- [WHAT THE TASK ASKS] Look through the entries below, please, and copy every line with the word "sorting".

(Stored data entries)
-=-=-

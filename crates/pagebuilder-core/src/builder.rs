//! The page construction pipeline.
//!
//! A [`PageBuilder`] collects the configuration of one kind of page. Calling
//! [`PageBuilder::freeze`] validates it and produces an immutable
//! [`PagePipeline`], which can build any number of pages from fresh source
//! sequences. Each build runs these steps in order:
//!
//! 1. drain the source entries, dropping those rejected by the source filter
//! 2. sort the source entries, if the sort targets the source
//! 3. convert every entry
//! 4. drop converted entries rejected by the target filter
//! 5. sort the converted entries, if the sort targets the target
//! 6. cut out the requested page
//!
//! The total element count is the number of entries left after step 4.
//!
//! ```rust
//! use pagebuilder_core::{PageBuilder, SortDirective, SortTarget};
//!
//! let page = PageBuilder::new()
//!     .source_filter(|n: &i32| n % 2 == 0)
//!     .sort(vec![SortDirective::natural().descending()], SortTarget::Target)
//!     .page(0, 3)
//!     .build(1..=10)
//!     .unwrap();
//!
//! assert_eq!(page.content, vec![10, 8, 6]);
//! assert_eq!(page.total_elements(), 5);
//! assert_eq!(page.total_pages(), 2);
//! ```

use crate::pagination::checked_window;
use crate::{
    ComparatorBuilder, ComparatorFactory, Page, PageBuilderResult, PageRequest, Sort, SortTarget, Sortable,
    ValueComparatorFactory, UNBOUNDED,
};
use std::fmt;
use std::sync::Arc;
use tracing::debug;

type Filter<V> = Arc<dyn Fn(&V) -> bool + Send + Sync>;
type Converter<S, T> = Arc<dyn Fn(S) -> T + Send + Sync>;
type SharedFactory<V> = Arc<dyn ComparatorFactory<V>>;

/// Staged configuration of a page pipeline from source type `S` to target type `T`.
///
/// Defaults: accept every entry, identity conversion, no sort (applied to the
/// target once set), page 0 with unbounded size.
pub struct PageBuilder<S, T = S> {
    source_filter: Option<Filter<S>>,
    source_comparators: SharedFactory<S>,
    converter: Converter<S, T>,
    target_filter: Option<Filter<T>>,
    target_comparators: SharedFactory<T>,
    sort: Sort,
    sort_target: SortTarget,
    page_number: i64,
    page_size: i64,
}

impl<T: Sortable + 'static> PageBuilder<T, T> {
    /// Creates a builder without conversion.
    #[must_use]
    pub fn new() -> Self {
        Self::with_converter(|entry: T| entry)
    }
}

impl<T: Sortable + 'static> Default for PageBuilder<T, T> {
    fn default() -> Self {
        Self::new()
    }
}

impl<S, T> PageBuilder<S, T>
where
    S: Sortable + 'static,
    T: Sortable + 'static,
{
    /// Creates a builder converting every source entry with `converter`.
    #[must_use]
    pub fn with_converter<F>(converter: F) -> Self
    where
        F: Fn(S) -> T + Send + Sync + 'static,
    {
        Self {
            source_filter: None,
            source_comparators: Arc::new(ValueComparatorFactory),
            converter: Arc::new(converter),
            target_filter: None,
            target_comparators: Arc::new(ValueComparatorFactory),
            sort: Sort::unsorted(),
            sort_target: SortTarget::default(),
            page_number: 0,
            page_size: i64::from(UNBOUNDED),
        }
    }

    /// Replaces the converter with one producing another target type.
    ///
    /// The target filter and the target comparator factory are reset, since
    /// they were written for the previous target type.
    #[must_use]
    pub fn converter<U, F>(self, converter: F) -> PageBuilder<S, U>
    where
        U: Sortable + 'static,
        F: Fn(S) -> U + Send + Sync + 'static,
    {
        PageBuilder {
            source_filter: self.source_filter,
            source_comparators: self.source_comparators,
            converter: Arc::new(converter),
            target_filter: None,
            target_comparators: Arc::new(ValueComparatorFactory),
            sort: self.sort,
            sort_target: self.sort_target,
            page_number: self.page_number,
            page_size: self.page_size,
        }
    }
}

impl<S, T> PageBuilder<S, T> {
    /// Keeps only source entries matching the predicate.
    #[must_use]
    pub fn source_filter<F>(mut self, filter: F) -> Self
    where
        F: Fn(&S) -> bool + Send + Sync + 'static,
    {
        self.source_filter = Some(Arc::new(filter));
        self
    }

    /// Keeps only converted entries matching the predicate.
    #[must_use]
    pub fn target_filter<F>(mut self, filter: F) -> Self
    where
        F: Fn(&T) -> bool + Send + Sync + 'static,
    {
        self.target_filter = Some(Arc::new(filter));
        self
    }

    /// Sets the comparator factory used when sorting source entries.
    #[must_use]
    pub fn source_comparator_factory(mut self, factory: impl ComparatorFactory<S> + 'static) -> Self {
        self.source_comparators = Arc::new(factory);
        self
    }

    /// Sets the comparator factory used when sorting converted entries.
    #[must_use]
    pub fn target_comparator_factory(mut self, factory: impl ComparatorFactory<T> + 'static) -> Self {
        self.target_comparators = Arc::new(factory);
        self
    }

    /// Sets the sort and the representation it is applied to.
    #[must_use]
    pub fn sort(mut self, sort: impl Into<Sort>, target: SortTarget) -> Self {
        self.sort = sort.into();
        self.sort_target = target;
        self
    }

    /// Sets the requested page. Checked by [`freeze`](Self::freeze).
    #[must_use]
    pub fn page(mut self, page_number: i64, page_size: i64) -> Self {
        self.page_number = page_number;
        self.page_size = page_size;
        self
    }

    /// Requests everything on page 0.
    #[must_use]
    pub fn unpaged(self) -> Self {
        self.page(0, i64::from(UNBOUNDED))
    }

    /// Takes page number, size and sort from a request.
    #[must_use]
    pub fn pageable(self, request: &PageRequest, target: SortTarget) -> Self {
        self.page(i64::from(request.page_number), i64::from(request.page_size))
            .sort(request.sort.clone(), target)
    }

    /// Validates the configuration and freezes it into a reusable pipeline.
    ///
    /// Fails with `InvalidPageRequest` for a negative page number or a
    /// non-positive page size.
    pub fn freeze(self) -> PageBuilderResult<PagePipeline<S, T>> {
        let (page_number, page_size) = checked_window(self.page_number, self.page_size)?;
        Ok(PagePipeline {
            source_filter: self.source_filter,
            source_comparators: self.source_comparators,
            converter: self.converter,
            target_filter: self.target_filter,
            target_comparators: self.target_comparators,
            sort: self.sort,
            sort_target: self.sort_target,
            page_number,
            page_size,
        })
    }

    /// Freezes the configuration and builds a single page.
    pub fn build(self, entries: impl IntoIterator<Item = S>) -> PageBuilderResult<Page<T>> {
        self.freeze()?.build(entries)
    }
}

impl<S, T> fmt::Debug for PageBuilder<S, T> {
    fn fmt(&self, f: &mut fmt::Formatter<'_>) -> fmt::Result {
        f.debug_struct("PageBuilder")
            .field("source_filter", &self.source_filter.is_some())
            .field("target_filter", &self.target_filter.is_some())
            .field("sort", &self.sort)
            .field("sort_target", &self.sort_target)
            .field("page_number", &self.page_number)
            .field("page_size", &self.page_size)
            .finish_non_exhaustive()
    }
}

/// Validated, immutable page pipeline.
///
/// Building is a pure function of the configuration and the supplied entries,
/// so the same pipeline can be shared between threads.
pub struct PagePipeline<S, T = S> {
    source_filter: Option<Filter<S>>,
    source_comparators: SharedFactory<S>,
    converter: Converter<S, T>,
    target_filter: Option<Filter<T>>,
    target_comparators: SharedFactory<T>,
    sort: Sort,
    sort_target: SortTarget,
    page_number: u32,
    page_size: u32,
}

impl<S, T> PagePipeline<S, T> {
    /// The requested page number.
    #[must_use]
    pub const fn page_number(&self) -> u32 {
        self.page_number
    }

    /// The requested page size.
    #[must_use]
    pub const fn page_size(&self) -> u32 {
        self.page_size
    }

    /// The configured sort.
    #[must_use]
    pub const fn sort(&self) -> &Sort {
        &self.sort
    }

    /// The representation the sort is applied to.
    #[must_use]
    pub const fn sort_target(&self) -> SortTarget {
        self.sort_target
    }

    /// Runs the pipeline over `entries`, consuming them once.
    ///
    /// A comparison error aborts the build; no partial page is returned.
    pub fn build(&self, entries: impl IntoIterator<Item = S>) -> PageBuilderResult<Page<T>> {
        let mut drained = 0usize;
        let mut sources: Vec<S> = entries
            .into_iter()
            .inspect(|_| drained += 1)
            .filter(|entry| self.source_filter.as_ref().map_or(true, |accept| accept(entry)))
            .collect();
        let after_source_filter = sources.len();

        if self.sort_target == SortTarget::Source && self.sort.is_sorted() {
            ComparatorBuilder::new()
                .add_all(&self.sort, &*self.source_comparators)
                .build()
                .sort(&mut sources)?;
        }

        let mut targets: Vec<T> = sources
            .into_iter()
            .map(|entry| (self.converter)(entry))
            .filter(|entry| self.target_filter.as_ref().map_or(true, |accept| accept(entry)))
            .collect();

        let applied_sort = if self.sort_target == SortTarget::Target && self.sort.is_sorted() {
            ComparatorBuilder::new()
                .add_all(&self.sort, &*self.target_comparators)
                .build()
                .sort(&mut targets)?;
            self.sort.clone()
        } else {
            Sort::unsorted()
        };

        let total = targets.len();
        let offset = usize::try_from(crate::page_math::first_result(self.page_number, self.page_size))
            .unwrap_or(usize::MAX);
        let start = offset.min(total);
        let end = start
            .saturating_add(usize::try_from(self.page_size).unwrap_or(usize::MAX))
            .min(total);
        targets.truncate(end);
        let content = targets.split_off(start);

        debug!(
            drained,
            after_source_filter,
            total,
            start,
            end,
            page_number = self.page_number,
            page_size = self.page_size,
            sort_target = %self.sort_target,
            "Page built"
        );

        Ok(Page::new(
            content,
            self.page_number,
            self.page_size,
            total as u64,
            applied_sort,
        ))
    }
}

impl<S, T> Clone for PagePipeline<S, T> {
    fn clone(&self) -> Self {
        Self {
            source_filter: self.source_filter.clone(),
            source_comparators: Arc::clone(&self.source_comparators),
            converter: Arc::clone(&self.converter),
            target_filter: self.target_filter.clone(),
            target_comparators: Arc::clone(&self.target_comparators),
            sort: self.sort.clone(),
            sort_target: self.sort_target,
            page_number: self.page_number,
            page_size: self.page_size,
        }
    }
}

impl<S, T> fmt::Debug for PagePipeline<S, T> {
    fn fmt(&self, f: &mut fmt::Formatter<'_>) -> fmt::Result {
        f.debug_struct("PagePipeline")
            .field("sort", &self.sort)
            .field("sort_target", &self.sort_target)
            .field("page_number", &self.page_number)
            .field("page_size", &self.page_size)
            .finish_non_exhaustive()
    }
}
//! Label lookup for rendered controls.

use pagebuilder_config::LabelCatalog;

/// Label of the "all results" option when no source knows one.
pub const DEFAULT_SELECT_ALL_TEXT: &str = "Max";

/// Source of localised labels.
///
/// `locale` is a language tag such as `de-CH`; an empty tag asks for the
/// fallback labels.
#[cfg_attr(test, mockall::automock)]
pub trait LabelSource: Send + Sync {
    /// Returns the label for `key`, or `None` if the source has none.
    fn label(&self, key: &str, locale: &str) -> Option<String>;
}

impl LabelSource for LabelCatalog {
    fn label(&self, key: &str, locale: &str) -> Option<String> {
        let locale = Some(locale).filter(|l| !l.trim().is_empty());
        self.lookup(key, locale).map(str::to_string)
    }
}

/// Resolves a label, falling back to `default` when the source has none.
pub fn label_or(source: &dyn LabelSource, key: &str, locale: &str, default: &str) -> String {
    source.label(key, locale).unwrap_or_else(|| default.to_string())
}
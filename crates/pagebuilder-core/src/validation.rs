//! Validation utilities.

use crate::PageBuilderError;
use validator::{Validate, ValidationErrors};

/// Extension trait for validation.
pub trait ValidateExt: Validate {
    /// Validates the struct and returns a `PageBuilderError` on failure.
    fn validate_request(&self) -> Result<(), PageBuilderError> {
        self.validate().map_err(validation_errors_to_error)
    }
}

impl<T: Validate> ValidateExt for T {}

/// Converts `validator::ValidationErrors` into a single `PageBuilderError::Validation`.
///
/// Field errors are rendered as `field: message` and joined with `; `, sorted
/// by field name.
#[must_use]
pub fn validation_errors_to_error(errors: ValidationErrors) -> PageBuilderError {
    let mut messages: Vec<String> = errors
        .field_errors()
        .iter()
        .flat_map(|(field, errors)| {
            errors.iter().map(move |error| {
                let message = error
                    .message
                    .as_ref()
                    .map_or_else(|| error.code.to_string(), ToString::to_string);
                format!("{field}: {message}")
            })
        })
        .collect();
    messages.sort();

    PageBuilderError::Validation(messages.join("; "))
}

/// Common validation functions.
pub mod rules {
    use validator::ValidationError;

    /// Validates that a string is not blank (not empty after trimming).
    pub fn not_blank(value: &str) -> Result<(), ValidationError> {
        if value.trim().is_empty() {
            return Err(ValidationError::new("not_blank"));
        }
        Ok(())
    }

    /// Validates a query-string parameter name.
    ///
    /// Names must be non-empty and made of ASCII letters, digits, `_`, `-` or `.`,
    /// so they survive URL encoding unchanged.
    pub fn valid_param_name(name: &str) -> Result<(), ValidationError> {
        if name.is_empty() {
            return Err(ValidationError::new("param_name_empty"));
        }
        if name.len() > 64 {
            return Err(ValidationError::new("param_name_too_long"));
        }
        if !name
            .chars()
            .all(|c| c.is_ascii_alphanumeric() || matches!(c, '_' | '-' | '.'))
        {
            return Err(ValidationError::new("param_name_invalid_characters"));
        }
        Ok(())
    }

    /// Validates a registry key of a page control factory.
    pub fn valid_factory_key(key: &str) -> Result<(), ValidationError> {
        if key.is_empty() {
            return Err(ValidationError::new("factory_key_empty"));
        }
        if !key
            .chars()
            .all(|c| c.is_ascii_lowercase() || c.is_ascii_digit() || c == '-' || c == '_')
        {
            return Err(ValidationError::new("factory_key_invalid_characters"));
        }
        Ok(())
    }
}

-=-=-

- [SOLUTION BELOW]
    /// Sets the comparator factory used when sorting source entries.
    /// Sets the comparator factory used when sorting converted entries.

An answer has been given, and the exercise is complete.